Antes mesmo de chegar ao final, já era possível especular o motivo do alvoroço.
As pessoas estavam caídas pelo solo, e, ao notar isso, o Thomas apoiou a mão no ombro da garota que, devido a esse gesto, fez com que o seu campo de força parasse antes de chegar junto daquele povo.
O capitão da equipe X deu um passo adiante e estendeu a mão que segurava a tocha. Cássia o observou com um olhar sério que logo adquiriu uma certa surpresa ao ver a chama começar a se mexer mais freneticamente antes de serpentear pelo ar, rumo as pessoas desacordadas. A capitã da equipe I não conseguiu esconder o fascínio que sentiu ao ver os olhos violetas do jovem brilharem de um modo sobrenatural, quase como se a gravidade que ele controlava estivesse queimando dentro dele, ansiando para ser liberada em sua totalidade.
Ao ver que o jovem tentava esconder o esforço que estava fazendo para que os seus poderes o obedecessem, ela se questionou até que ponto o menino conseguiria chegar caso ele não tivesse tanto autocontrole, caso libertasse todo aquele poder acumulado dentro de si.

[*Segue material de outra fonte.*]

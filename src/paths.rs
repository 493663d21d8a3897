use anyhow::{Context, Result};
use std::path::PathBuf;

/// Get the application's data directory following XDG standards
/// On Linux: ~/.local/share/songkey
pub fn get_data_dir() -> Result<PathBuf> {
    let data_dir = dirs::data_local_dir()
        .context("Failed to determine user data directory")?
        .join("songkey");

    std::fs::create_dir_all(&data_dir)
        .with_context(|| format!("Failed to create data directory: {}", data_dir.display()))?;

    Ok(data_dir)
}

/// Get the application's log directory
pub fn get_log_dir() -> Result<PathBuf> {
    let log_dir = get_data_dir()?.join("logs");
    std::fs::create_dir_all(&log_dir)
        .with_context(|| format!("Failed to create log directory: {}", log_dir.display()))?;
    Ok(log_dir)
}
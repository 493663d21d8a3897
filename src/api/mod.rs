pub mod types;

use crate::config::{Credentials, ProviderConfig};
use crate::error::ProviderError;
use crate::key::{self, Mode};
use crate::resolver::KeyResolution;
use anyhow::{Context, Result};
use governor::{
    clock::DefaultClock,
    state::{InMemoryState, NotKeyed},
    Quota, RateLimiter,
};
use reqwest::StatusCode;
use std::num::NonZeroU32;
use std::time::{Duration, Instant};
use tokio::sync::Mutex;
use types::{AudioFeatures, SearchResponse, TokenResponse, TrackItem};

pub const EXTERNAL_SOURCE_LABEL: &str = "external catalog";

/// Tokens are treated as expired this long before the provider says so
const EXPIRY_MARGIN: Duration = Duration::from_secs(60);

type DirectRateLimiter = RateLimiter<NotKeyed, InMemoryState, DefaultClock>;

/// Bearer token issued by the provider
#[derive(Debug, Clone)]
pub struct AccessCredential {
    pub token: String,
    pub expires_at: Instant,
}

impl AccessCredential {
    /// Credential issued just now, valid for `expires_in` minus the safety margin
    pub fn issued_now(token: String, expires_in: Duration) -> Self {
        Self {
            token,
            expires_at: Instant::now() + expires_in.saturating_sub(EXPIRY_MARGIN),
        }
    }

    pub fn is_fresh(&self) -> bool {
        Instant::now() < self.expires_at
    }
}

/// Best-effort client for the external music metadata provider.
///
/// Lookups never fail: every provider problem is logged and reported as
/// "no answer". The access credential is cached here and refreshed under
/// the lock, so concurrent lookups wait for one refresh instead of racing.
pub struct MetadataClient {
    client: reqwest::Client,
    config: ProviderConfig,
    credential: Mutex<Option<AccessCredential>>,
    rate_limiter: DirectRateLimiter,
}

impl MetadataClient {
    pub fn new(config: ProviderConfig) -> Result<Self> {
        let client = reqwest::Client::builder()
            .timeout(config.timeout)
            .build()
            .context("Failed to build HTTP client")?;

        let per_second = NonZeroU32::new(config.requests_per_second)
            .context("Provider rate limit must be at least one request per second")?;

        if config.is_configured() {
            tracing::info!("Metadata provider configured at {}", config.api_url);
        } else {
            tracing::info!("Metadata provider credentials not set, using local catalog only");
        }

        Ok(Self {
            client,
            config,
            credential: Mutex::new(None),
            rate_limiter: RateLimiter::direct(Quota::per_second(per_second)),
        })
    }

    pub fn is_configured(&self) -> bool {
        self.config.is_configured()
    }

    /// Look up the key of `song` (optionally by `artist`) with the provider.
    /// Returns None when the provider is unconfigured, unreachable, or has no key.
    pub async fn lookup(&self, song: &str, artist: Option<&str>) -> Option<KeyResolution> {
        match self.try_lookup(song, artist).await {
            Ok(resolution) => Some(resolution),
            Err(ProviderError::Unconfigured) => None,
            Err(e @ (ProviderError::NoResults | ProviderError::KeyUnknown)) => {
                tracing::debug!("Provider has no answer for '{}': {}", song, e);
                None
            }
            Err(e) => {
                tracing::warn!("Provider lookup failed for '{}': {}", song, e);
                None
            }
        }
    }

    async fn try_lookup(
        &self,
        song: &str,
        artist: Option<&str>,
    ) -> Result<KeyResolution, ProviderError> {
        let token = self.access_token().await?;

        let result = self.lookup_with_token(&token, song, artist).await;
        if let Err(ProviderError::Status {
            status: StatusCode::UNAUTHORIZED,
            ..
        }) = &result
        {
            self.forget_token(&token).await;
        }
        result
    }

    async fn lookup_with_token(
        &self,
        token: &str,
        song: &str,
        artist: Option<&str>,
    ) -> Result<KeyResolution, ProviderError> {
        let track = self.search_track(token, song, artist).await?;
        let artist = track
            .artists
            .into_iter()
            .next()
            .map(|a| a.name)
            .ok_or(ProviderError::MissingField("artists"))?;

        let features = self.audio_features(token, &track.id).await?;

        let index = match features.key {
            Some(index) if index != -1 => index,
            _ => return Err(ProviderError::KeyUnknown),
        };
        let mode = Mode::from_flag(features.mode.unwrap_or(0));
        let key = key::from_pitch_class(index, mode).ok_or(ProviderError::KeyUnknown)?;

        tracing::debug!("Provider matched '{}' by {} in {}", track.name, artist, key);

        Ok(KeyResolution {
            key,
            artist,
            source_label: EXTERNAL_SOURCE_LABEL.to_string(),
            matched_title: Some(track.name),
        })
    }

    /// Drop the cached token if it is still the one the provider rejected
    async fn forget_token(&self, rejected: &str) {
        let mut cached = self.credential.lock().await;
        if cached.as_ref().is_some_and(|c| c.token == rejected) {
            tracing::info!("Provider rejected the cached access token, discarding it");
            *cached = None;
        }
    }

    /// Return the cached token, fetching a new one when missing or stale
    async fn access_token(&self) -> Result<String, ProviderError> {
        let credentials = self
            .config
            .credentials
            .as_ref()
            .ok_or(ProviderError::Unconfigured)?;

        let mut cached = self.credential.lock().await;
        if let Some(credential) = cached.as_ref().filter(|c| c.is_fresh()) {
            return Ok(credential.token.clone());
        }

        let fresh = self.request_credential(credentials).await?;
        let token = fresh.token.clone();
        *cached = Some(fresh);
        Ok(token)
    }

    async fn request_credential(
        &self,
        credentials: &Credentials,
    ) -> Result<AccessCredential, ProviderError> {
        self.rate_limiter.until_ready().await;
        tracing::debug!("Requesting access token from {}", self.config.token_url);

        let response = self
            .client
            .post(&self.config.token_url)
            .basic_auth(&credentials.client_id, Some(&credentials.client_secret))
            .form(&[("grant_type", "client_credentials")])
            .send()
            .await?;

        let status = response.status();
        if !status.is_success() {
            return Err(ProviderError::Status {
                stage: "token",
                status,
            });
        }

        let body = response.json::<TokenResponse>().await?;
        let token = body
            .access_token
            .filter(|t| !t.is_empty())
            .ok_or(ProviderError::MissingField("access_token"))?;

        tracing::info!("Obtained provider access token (expires in {}s)", body.expires_in);
        Ok(AccessCredential::issued_now(
            token,
            Duration::from_secs(body.expires_in),
        ))
    }

    async fn search_track(
        &self,
        token: &str,
        song: &str,
        artist: Option<&str>,
    ) -> Result<TrackItem, ProviderError> {
        let query = match artist {
            Some(artist) => format!("{} {}", song, artist),
            None => song.to_string(),
        };
        let url = format!(
            "{}/search?q={}&type=track&limit=1",
            self.api_base(),
            urlencoding::encode(&query)
        );

        self.rate_limiter.until_ready().await;
        tracing::debug!("Searching provider: {}", url);

        let response = self.client.get(&url).bearer_auth(token).send().await?;

        match response.status() {
            StatusCode::OK => {
                let page = response.json::<SearchResponse>().await?;
                page.tracks
                    .and_then(|tracks| tracks.items.into_iter().next())
                    .ok_or(ProviderError::NoResults)
            }
            status => Err(ProviderError::Status {
                stage: "search",
                status,
            }),
        }
    }

    async fn audio_features(
        &self,
        token: &str,
        track_id: &str,
    ) -> Result<AudioFeatures, ProviderError> {
        let url = format!(
            "{}/audio-features/{}",
            self.api_base(),
            urlencoding::encode(track_id)
        );

        self.rate_limiter.until_ready().await;
        tracing::debug!("Fetching audio features: {}", url);

        let response = self.client.get(&url).bearer_auth(token).send().await?;

        match response.status() {
            StatusCode::OK => Ok(response.json::<AudioFeatures>().await?),
            status => Err(ProviderError::Status {
                stage: "audio features",
                status,
            }),
        }
    }

    fn api_base(&self) -> &str {
        self.config.api_url.trim_end_matches('/')
    }
}
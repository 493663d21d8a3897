use serde::Deserialize;

#[derive(Debug, Deserialize)]
pub struct TokenResponse {
    pub access_token: Option<String>,
    #[serde(default)]
    pub expires_in: u64,
}

#[derive(Debug, Deserialize)]
pub struct SearchResponse {
    pub tracks: Option<TrackPage>,
}

#[derive(Debug, Deserialize)]
pub struct TrackPage {
    #[serde(default)]
    pub items: Vec<TrackItem>,
}

#[derive(Debug, Deserialize)]
pub struct TrackItem {
    pub id: String,
    pub name: String,
    #[serde(default)]
    pub artists: Vec<ArtistRef>,
}

#[derive(Debug, Deserialize)]
pub struct ArtistRef {
    pub name: String,
}

/// Audio attributes; `key` is a pitch-class index, -1 when undetected
#[derive(Debug, Deserialize)]
pub struct AudioFeatures {
    pub key: Option<i64>,
    pub mode: Option<i64>,
}
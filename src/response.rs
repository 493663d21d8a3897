use crate::resolver::ResolutionOutcome;

pub const FORMAT_HELP: &str =
    "I couldn't understand that format. Try: 'What's the key of [Song] by [Artist]?'";

/// Render a resolution outcome as the sentence shown to the user
pub fn format(outcome: &ResolutionOutcome) -> String {
    match outcome {
        ResolutionOutcome::ParseFailure => FORMAT_HELP.to_string(),
        ResolutionOutcome::Found {
            resolution,
            song,
            artist,
        } => {
            // Echo the artist the user asked about; otherwise show the one we found
            let shown_artist = artist.as_deref().unwrap_or(&resolution.artist);
            format!(
                "\"{}\" by {} is in the key of {} (source: {})",
                song, shown_artist, resolution.key, resolution.source_label
            )
        }
        ResolutionOutcome::NotFound {
            song,
            artist: Some(artist),
        } => format!(
            "Sorry, I couldn't find \"{}\" by {} in either the external catalog or my local database.",
            song, artist
        ),
        ResolutionOutcome::NotFound { song, artist: None } => format!(
            "Sorry, I couldn't find \"{}\". Try including the artist name for better results.",
            song
        ),
    }
}
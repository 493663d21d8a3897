pub mod api;
pub mod catalog;
pub mod config;
pub mod error;
pub mod key;
pub mod paths;
pub mod query;
pub mod resolver;
pub mod response;
pub mod server;

pub use api::MetadataClient;
pub use catalog::FallbackCatalog;
pub use config::{Credentials, ProviderConfig};
pub use resolver::{KeyResolution, ResolutionOutcome, SongKeyResolver};
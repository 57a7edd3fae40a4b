use axum::{
    extract::State,
    http::StatusCode,
    response::IntoResponse,
    routing::get,
    Json, Router,
};
use serde::Deserialize;

use crate::error::AppError;
use crate::AppState;

#[derive(Deserialize)]
pub struct ReminderForm {
    hour: u32,
    minute: u32,
}

pub fn router() -> Router<AppState> {
    Router::new().route(
        "/reminder",
        get(show_reminder).put(schedule_reminder).delete(cancel_reminder),
    )
}

async fn show_reminder(State(state): State<AppState>) -> Result<impl IntoResponse, AppError> {
    Ok(Json(state.reminders.status().await?))
}

async fn schedule_reminder(
    State(state): State<AppState>,
    Json(form): Json<ReminderForm>,
) -> Result<impl IntoResponse, AppError> {
    state
        .reminders
        .schedule_daily_reminder(form.hour, form.minute)
        .await?;
    Ok(Json(state.reminders.status().await?))
}

async fn cancel_reminder(State(state): State<AppState>) -> Result<impl IntoResponse, AppError> {
    state.reminders.cancel_all_reminders().await?;
    Ok(StatusCode::NO_CONTENT)
}
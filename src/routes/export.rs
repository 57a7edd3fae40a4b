use axum::{
    extract::State,
    http::{header, HeaderMap, HeaderValue},
    response::IntoResponse,
    routing::get,
    Json, Router,
};
use serde::Serialize;

use crate::error::AppError;
use crate::models::Reflection;
use crate::AppState;

#[derive(Serialize)]
struct ExportData {
    exported_at: String,
    reflections: Vec<Reflection>,
}

pub fn router() -> Router<AppState> {
    Router::new().route("/export", get(export_data))
}

async fn export_data(State(state): State<AppState>) -> Result<impl IntoResponse, AppError> {
    let export = ExportData {
        exported_at: chrono::Utc::now().to_rfc3339(),
        reflections: state.store.get_all_reflections().await?,
    };

    let filename = format!("dailyquotes-export-{}.json", chrono::Local::now().format("%Y-%m-%d"));
    let content_disposition = format!("attachment; filename=\"{}\"", filename);

    let mut headers = HeaderMap::new();
    headers.insert(header::CONTENT_TYPE, HeaderValue::from_static("application/json"));
    if let Ok(value) = HeaderValue::from_str(&content_disposition) {
        headers.insert(header::CONTENT_DISPOSITION, value);
    }

    Ok((headers, Json(export)))
}
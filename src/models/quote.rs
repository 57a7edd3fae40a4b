use serde::{Deserialize, Serialize};

/// A single quote as served by the quote API.
///
/// The API uses one-letter keys (`q`, `a`, `h`); the rest of the app
/// serializes the long names.
#[derive(Debug, Clone, PartialEq, Eq, Serialize, Deserialize)]
pub struct Quote {
    #[serde(rename(deserialize = "q"))]
    pub text: String,
    #[serde(rename(deserialize = "a"))]
    pub author: String,
    #[serde(rename(deserialize = "h"), default, skip_serializing_if = "Option::is_none")]
    pub html: Option<String>,
}

impl Quote {
    pub fn new(text: impl Into<String>, author: impl Into<String>) -> Self {
        Self {
            text: text.into(),
            author: author.into(),
            html: None,
        }
    }
}
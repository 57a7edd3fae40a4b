pub mod export;
pub mod quote;
pub mod reflections;
pub mod reminder;
pub mod tags;
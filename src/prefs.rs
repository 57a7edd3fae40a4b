use std::io::ErrorKind;
use std::path::{Path, PathBuf};

use serde::{Deserialize, Serialize};

pub const DEFAULT_REMINDER_HOUR: u32 = 9;
pub const DEFAULT_REMINDER_MINUTE: u32 = 0;

#[derive(Debug, thiserror::Error)]
pub enum PrefsError {
    #[error("prefs file {path}: {source}")]
    Io {
        path: PathBuf,
        source: std::io::Error,
    },
    #[error("prefs file {path} is not valid JSON: {source}")]
    Json {
        path: PathBuf,
        source: serde_json::Error,
    },
}

/// Reminder settings kept next to, but outside of, the reflection database.
#[derive(Debug, Clone, Copy, PartialEq, Eq, Serialize, Deserialize)]
pub struct ReminderPrefs {
    #[serde(default)]
    pub reminder_enabled: bool,
    #[serde(default = "default_hour")]
    pub reminder_hour: u32,
    #[serde(default = "default_minute")]
    pub reminder_minute: u32,
}

fn default_hour() -> u32 {
    DEFAULT_REMINDER_HOUR
}

fn default_minute() -> u32 {
    DEFAULT_REMINDER_MINUTE
}

impl Default for ReminderPrefs {
    fn default() -> Self {
        Self {
            reminder_enabled: false,
            reminder_hour: DEFAULT_REMINDER_HOUR,
            reminder_minute: DEFAULT_REMINDER_MINUTE,
        }
    }
}

/// Small JSON key-value file holding [`ReminderPrefs`].
#[derive(Debug, Clone)]
pub struct PrefsStore {
    path: PathBuf,
}

impl PrefsStore {
    pub fn new(path: impl Into<PathBuf>) -> Self {
        Self { path: path.into() }
    }

    pub fn path(&self) -> &Path {
        &self.path
    }

    /// `None` when nothing has been saved yet.
    pub async fn load(&self) -> Result<Option<ReminderPrefs>, PrefsError> {
        let content = match tokio::fs::read_to_string(&self.path).await {
            Ok(content) => content,
            Err(e) if e.kind() == ErrorKind::NotFound => return Ok(None),
            Err(source) => return Err(self.io_error(source)),
        };

        serde_json::from_str(&content)
            .map(Some)
            .map_err(|source| PrefsError::Json {
                path: self.path.clone(),
                source,
            })
    }

    /// Replace the prefs file. The JSON goes to a sibling temp file first
    /// and is renamed over the old one, so a crash never leaves it half
    /// written.
    pub async fn save(&self, prefs: &ReminderPrefs) -> Result<(), PrefsError> {
        if let Some(parent) = self.path.parent().filter(|p| !p.as_os_str().is_empty()) {
            tokio::fs::create_dir_all(parent)
                .await
                .map_err(|source| self.io_error(source))?;
        }

        let content = serde_json::to_string_pretty(prefs).map_err(|source| PrefsError::Json {
            path: self.path.clone(),
            source,
        })?;

        let temp = self.temp_path();
        tokio::fs::write(&temp, content)
            .await
            .map_err(|source| self.io_error(source))?;
        tokio::fs::rename(&temp, &self.path)
            .await
            .map_err(|source| self.io_error(source))
    }

    fn temp_path(&self) -> PathBuf {
        let mut name = self
            .path
            .file_name()
            .map(|name| name.to_os_string())
            .unwrap_or_default();
        name.push(".tmp");
        self.path.with_file_name(name)
    }

    fn io_error(&self, source: std::io::Error) -> PrefsError {
        PrefsError::Io {
            path: self.path.clone(),
            source,
        }
    }
}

Inconscientemente, ela engoliu em seco.
— Cristal de ópitys — declarou Thomas, assim que a névoa esbranquiçada pôde ser vista graças a luz do fogo.
— Tínhamos fechado a passagem! — respondeu Cássia, piscando algumas vezes para sair de seus devaneios e se concentrar no que estava acontecendo. — Não deveria ter mais nenh...
Antes que a capitã pudesse terminar, Thomas urrou ao mesmo tempo em que ergueu a mão livre, fazendo com que o fogo que antes serpenteava pelo ar sumisse e que o gás, que estava no solo pairando sobre algumas pessoas drogadas e outras inconscientes, fosse em direção ao teto.
Cássia piscou, adaptando a sua vista à pouca iluminação, e imediatamente ergueu um campo de força para impedir que a névoa atingisse os outros. Quando a barreira da menina foi erguida, Thomas abaixou os braços, parando de usar o seu poder, e encarou o caminho escuro pelo qual o gás estava vindo.
— Devem ter aberto a passagem — comentou o rapaz, mantendo o tom de voz o mais tranquilo possível. — Temos que correr. Não podemos mais continuar andando nesse ritmo.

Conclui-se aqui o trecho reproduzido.